Saved data entries
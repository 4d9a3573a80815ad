//! CLI argument definitions for `correlativas`

use clap::{builder::BoolishValueParser, Parser, Subcommand, ValueEnum};
use std::path::PathBuf;

use correlativas::config::ConfigOverrides;
use correlativas::core::models::Category;
use correlativas::logger::Level;

/// CLI log level argument
///
/// Represents log levels that can be passed via CLI arguments. Converts to lowercase
/// strings for config storage and to `logger::Level` for runtime use.
#[derive(Copy, Clone, Debug, ValueEnum, PartialEq, Eq)]
pub enum LogLevelArg {
    /// Error-level logging
    Error,
    /// Warning-level logging
    Warn,
    /// Info-level logging
    Info,
    /// Debug-level logging
    Debug,
}

impl From<LogLevelArg> for Level {
    fn from(arg: LogLevelArg) -> Self {
        match arg {
            LogLevelArg::Error => Self::Error,
            LogLevelArg::Warn => Self::Warn,
            LogLevelArg::Info => Self::Info,
            LogLevelArg::Debug => Self::Debug,
        }
    }
}

impl std::fmt::Display for LogLevelArg {
    fn fmt(&self, f: &mut std::fmt::Formatter<'_>) -> std::fmt::Result {
        write!(f, "{}", Level::from(*self))
    }
}

/// Degree track selectable on the command line
#[derive(Copy, Clone, Debug, ValueEnum, PartialEq, Eq)]
pub enum CategoryArg {
    /// Courses of the intermediate degree
    Intermediate,
    /// Courses only required for the full degree
    Full,
}

impl From<CategoryArg> for Category {
    fn from(arg: CategoryArg) -> Self {
        match arg {
            CategoryArg::Intermediate => Self::IntermediateDegree,
            CategoryArg::Full => Self::FullDegree,
        }
    }
}

#[derive(Debug, Subcommand)]
pub enum ConfigSubcommand {
    /// Display configuration values.
    ///
    /// If a KEY is provided, displays only that configuration value.
    /// If no KEY is provided, displays all configuration values.
    Get {
        /// Optional configuration key to display (e.g., `level`, `plans_file`, `plan`)
        #[arg(value_name = "KEY")]
        key: Option<String>,
    },
    /// Set a configuration value.
    Set {
        /// Configuration key to set
        #[arg(value_name = "KEY")]
        key: String,
        /// Value to set
        #[arg(value_name = "VALUE")]
        value: String,
    },
    /// Unset a configuration value.
    Unset {
        /// Configuration key to unset
        #[arg(value_name = "KEY")]
        key: String,
    },
    /// Reset configuration to defaults (requires confirmation).
    Reset,
}

#[derive(Debug, Subcommand)]
pub enum PlansSubcommand {
    /// List the plans in the library.
    List,
    /// Show the years and courses of a plan.
    Show {
        /// Plan name (defaults to the selected plan)
        #[arg(value_name = "NAME")]
        name: Option<String>,
    },
    /// Export a plan as JSON.
    Export {
        /// Plan name (defaults to the selected plan)
        #[arg(value_name = "NAME")]
        name: Option<String>,

        /// Write to a file instead of stdout
        #[arg(short, long, value_name = "FILE")]
        output: Option<PathBuf>,
    },
    /// Import a plan from a JSON file, replacing a plan with the same name.
    Import {
        /// Path to the exported plan
        #[arg(value_name = "FILE")]
        file: PathBuf,
    },
    /// Replace the library with the bundled plans (requires confirmation).
    Reset,
}

#[derive(Debug, Subcommand)]
pub enum Command {
    /// Manage configuration.
    ///
    /// If no subcommand is provided, displays all configuration values.
    Config {
        #[command(subcommand)]
        subcommand: Option<ConfigSubcommand>,
    },
    /// Manage the plan library.
    ///
    /// If no subcommand is provided, lists the plans.
    Plans {
        #[command(subcommand)]
        subcommand: Option<PlansSubcommand>,
    },
    /// Print every course with its state and the prerequisite edges.
    Graph {
        /// Print render nodes and edges as JSON instead
        #[arg(long)]
        json: bool,
    },
    /// Print everything connected to a course.
    Path {
        /// Course id (e.g. `y2-m1`) or label
        #[arg(value_name = "COURSE")]
        course: String,
    },
    /// Print the courses of one year.
    Year {
        /// Year label as written in the plan
        #[arg(value_name = "LABEL")]
        label: String,
    },
    /// Print the courses of a degree track plus their prerequisites.
    Category {
        /// Degree track
        #[arg(value_enum, value_name = "CATEGORY")]
        category: CategoryArg,
    },
    /// Print the courses connected to the most other courses.
    Rank {
        /// Number of courses to print
        #[arg(short, long, default_value_t = 10)]
        limit: usize,
    },
    /// Mark a course as done.
    Check {
        /// Course id or label
        #[arg(value_name = "COURSE")]
        course: String,
    },
    /// Mark a course as not done.
    Uncheck {
        /// Course id or label
        #[arg(value_name = "COURSE")]
        course: String,
    },
    /// Report dangling references, duplicate labels, and prerequisite cycles.
    Validate,
}

#[derive(Parser, Debug)]
#[command(
    name = "correlativas",
    about = "Track progress through a curriculum and its prerequisite graph",
    version = env!("CARGO_PKG_VERSION")
)]
pub struct Cli {
    /// Set the runtime log level (error|warn|info|debug). Falls back to config if omitted.
    #[arg(long, value_enum)]
    pub log_level: Option<LogLevelArg>,

    /// Enable verbose output (runtime only)
    #[arg(short = 'v', long = "verbose")]
    pub verbose: bool,

    /// Enable debug-level logging and runtime debug flag (shorthand)
    #[arg(long = "debug")]
    pub debug_flag: bool,

    /// Write runtime logs to a file
    #[arg(long, value_name = "PATH")]
    pub log_file: Option<PathBuf>,

    /// Plan to act on (overrides the selected plan for this run)
    #[arg(short, long, value_name = "NAME", global = true)]
    pub plan: Option<String>,

    // --- Config overrides ---
    /// Override config logging level (stored in config file)
    #[arg(long = "config-level", value_enum)]
    pub config_level: Option<LogLevelArg>,

    /// Override config log file path
    #[arg(long = "config-log-file", value_name = "PATH")]
    pub config_log_file: Option<PathBuf>,

    /// Override config verbose flag (true/false)
    #[arg(long = "config-verbose", value_parser = BoolishValueParser::new())]
    pub config_verbose: Option<bool>,

    /// Override the plans file
    #[arg(long = "plans-file", value_name = "PATH")]
    pub plans_file: Option<PathBuf>,

    /// Override the progress file
    #[arg(long = "progress-file", value_name = "PATH")]
    pub progress_file: Option<PathBuf>,

    /// Subcommand to execute.
    /// A subcommand is required to run the CLI.
    #[command(subcommand)]
    pub command: Command,
}

impl Cli {
    /// Convert CLI flags into config overrides
    ///
    /// `None` means the config value is kept.
    pub fn to_config_overrides(&self) -> ConfigOverrides {
        ConfigOverrides {
            level: self.config_level.map(|lvl| lvl.to_string()),
            file: self
                .config_log_file
                .as_ref()
                .map(|p| p.to_string_lossy().to_string()),
            verbose: self.config_verbose,
            plans_file: self
                .plans_file
                .as_ref()
                .map(|p| p.to_string_lossy().to_string()),
            progress_file: self
                .progress_file
                .as_ref()
                .map(|p| p.to_string_lossy().to_string()),
            plan: self.plan.clone(),
        }
    }
}
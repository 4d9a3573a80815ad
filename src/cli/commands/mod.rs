//! CLI command handlers for `correlativas`.
//!
//! Each command is implemented in its own submodule. Handlers print `✓`/`✗`
//! lines and exit with status 1 on failure.

pub mod config;
pub mod graph;
pub mod plans;
pub mod progress;

use correlativas::config::Config;
use correlativas::core::graph::CurriculumGraph;
use correlativas::core::models::Course;
use correlativas::{error, verbose};
use correlativas::{JsonFileStore, Planner};

/// Planner backed by the plans and progress files named in the config
pub type FilePlanner = Planner<JsonFileStore, JsonFileStore>;

/// Print `✗ message` to stderr and exit with status 1
pub fn fail(message: &str) -> ! {
    eprintln!("✗ {message}");
    std::process::exit(1);
}

/// Open the planner from the configured files, exiting on failure
pub fn open_planner(config: &Config) -> FilePlanner {
    let plans = JsonFileStore::new(&config.paths.plans_file);
    let progress = JsonFileStore::new(&config.paths.progress_file);
    verbose!("Plans file: {}", plans.path().display());
    verbose!("Progress file: {}", progress.path().display());
    Planner::open(plans, progress).unwrap_or_else(|e| {
        error!("Failed to open planner: {e}");
        fail(&format!("Failed to load plans or progress: {e}"))
    })
}

/// Build the graph of the selected plan, exiting on failure
pub fn selected_graph(planner: &FilePlanner, config: &Config) -> CurriculumGraph {
    planner
        .selected_graph(config.selected_plan())
        .unwrap_or_else(|e| fail(&e.to_string()))
}

/// One course as a status line: `[x] y1-m1  Label  (term)  state`
pub fn course_line(course: &Course) -> String {
    let mark = if course.done { "x" } else { " " };
    let state = if course.done {
        "done"
    } else if course.enabled {
        "available"
    } else {
        "locked"
    };
    format!(
        "[{mark}] {:<7} {}  ({})  {state}",
        course.id, course.label, course.term
    )
}

#[cfg(test)]
mod tests {
    use super::*;
    use correlativas::core::models::{Position, RawCourse, Term};

    #[test]
    fn test_course_line() {
        let raw = RawCourse::new("Álgebra I", Term::SecondHalf);
        let mut course = Course::from_raw(&raw, "y1-m2".to_string(), "Primer año", Position::default());
        assert_eq!(
            course_line(&course),
            "[ ] y1-m2   Álgebra I  (2º cuatrimestre)  locked"
        );

        course.done = true;
        assert!(course_line(&course).starts_with("[x] y1-m2"));
        assert!(course_line(&course).ends_with("done"));
    }
}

▸ **Instructions for the task**
Scan the data for lines containing "done" and copy all of them.

▸ **Expected answer**
    /// Mark a course as done.
    /// Mark a course as not done.
    let mark = if course.done { "x" } else { " " };
    let state = if course.done {
        "done"
        course.done = true;
        assert!(course_line(&course).ends_with("done"));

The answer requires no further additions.